For this exercise, please reproduce the records below word for word, from the first line through the line with "call sites just".

- Information
────
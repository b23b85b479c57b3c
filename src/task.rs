//! Task traits and stock loop policies.

use crate::clock;

use std::time::Duration;

/// A schedulable unit of work.
///
/// Implemented for every `FnMut() + Send` closure, so most call sites just
/// pass a closure. Implement the trait directly to carry explicit state.
pub trait Task: Send + 'static {
    /// Runs the task.
    fn execute(&mut self);
}

impl<F> Task for F
where
    F: FnMut() + Send + 'static,
{
    fn execute(&mut self) {
        self()
    }
}

/// A task that reschedules itself.
///
/// After each firing the wheel asks [`next`] for the following expiration; a
/// value at or before `previous` ends the loop.
///
/// [`next`]: #tymethod.next
pub trait LoopTask: Task {
    /// Returns the next expiration in milliseconds since the Unix epoch.
    ///
    /// `previous` is the expiration that just fired; `now` is the wheel
    /// clock's current time. Returning a value at or before `previous` stops
    /// the loop.
    fn next(&mut self, previous: i64, now: i64) -> i64;
}

/// Fixed-interval loop policy with a remaining-fire budget.
///
/// A non-negative count decrements once per firing and the loop stops when it
/// reaches zero; a negative count runs forever. A count of zero never runs
/// the task at all.
///
/// By default the previous expiration is clamped to the current time before
/// the interval is added, so a stalled executor produces at most one catch-up
/// firing instead of a burst. [`catch_up`] restores the unclamped arithmetic.
///
/// ```
/// use timewheel::{Every, Wheel};
/// use std::time::Duration;
///
/// let wheel = Wheel::new();
/// let timer = wheel.repeat(
///     Duration::from_millis(10),
///     Every::new(Duration::from_millis(10), 3, || println!("tick")),
/// );
/// # timer.stop();
/// ```
///
/// [`catch_up`]: #method.catch_up
pub struct Every<T> {
    interval: i64,
    remaining: i64,
    catch_up: bool,
    task: T,
}

impl<T: Task> Every<T> {
    /// Fire `task` up to `times` times, `interval` apart.
    pub fn new(interval: Duration, times: i64, task: T) -> Every<T> {
        Every {
            interval: clock::ms(interval),
            remaining: times,
            catch_up: false,
            task,
        }
    }

    /// Fire `task` every `interval`, forever.
    pub fn forever(interval: Duration, task: T) -> Every<T> {
        Every::new(interval, -1, task)
    }

    /// Controls catch-up behavior after a stall.
    ///
    /// When `true`, the next expiration is computed from the previous one
    /// without clamping to the current time, so a delayed firing is followed
    /// by a burst that restores the original cadence.
    pub fn catch_up(mut self, catch_up: bool) -> Every<T> {
        self.catch_up = catch_up;
        self
    }
}

impl<T: Task> Task for Every<T> {
    fn execute(&mut self) {
        if self.remaining == 0 {
            return;
        }
        self.task.execute();
        if self.remaining > 0 {
            self.remaining -= 1;
        }
    }
}

impl<T: Task> LoopTask for Every<T> {
    fn next(&mut self, previous: i64, now: i64) -> i64 {
        if self.remaining == 0 {
            return previous;
        }
        let base = if self.catch_up {
            previous
        } else {
            previous.max(now)
        };
        base + self.interval
    }
}

#[cfg(test)]
mod test {
    use super::*;

    fn every(times: i64) -> Every<impl FnMut() + Send + 'static> {
        Every::new(Duration::from_millis(100), times, || {})
    }

    #[test]
    fn counts_down_to_a_stop() {
        let mut task = every(2);

        task.execute();
        assert!(task.next(1_000, 1_000) > 1_000);

        task.execute();
        // Budget exhausted: next must not advance.
        assert_eq!(task.next(1_100, 1_100), 1_100);
    }

    #[test]
    fn negative_count_runs_forever() {
        let mut task = every(-1);
        for round in 0..100 {
            task.execute();
            let previous = round * 100;
            assert_eq!(task.next(previous, previous), previous + 100);
        }
    }

    #[test]
    fn clamps_to_now_by_default() {
        let mut task = every(-1);
        // The firing ran 5 seconds late; the next one is measured from now.
        assert_eq!(task.next(1_000, 6_000), 6_100);
    }

    #[test]
    fn catch_up_skips_the_clamp() {
        let mut task = every(-1).catch_up(true);
        assert_eq!(task.next(1_000, 6_000), 1_100);
    }
}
────
- Problem solution
repository b23b85b479c57b3c
filename src/task.rs
//! Task traits and stock loop policies.

use crate::clock;

use std::time::Duration;

/// A schedulable unit of work.
///
/// Implemented for every `FnMut() + Send` closure, so most call sites just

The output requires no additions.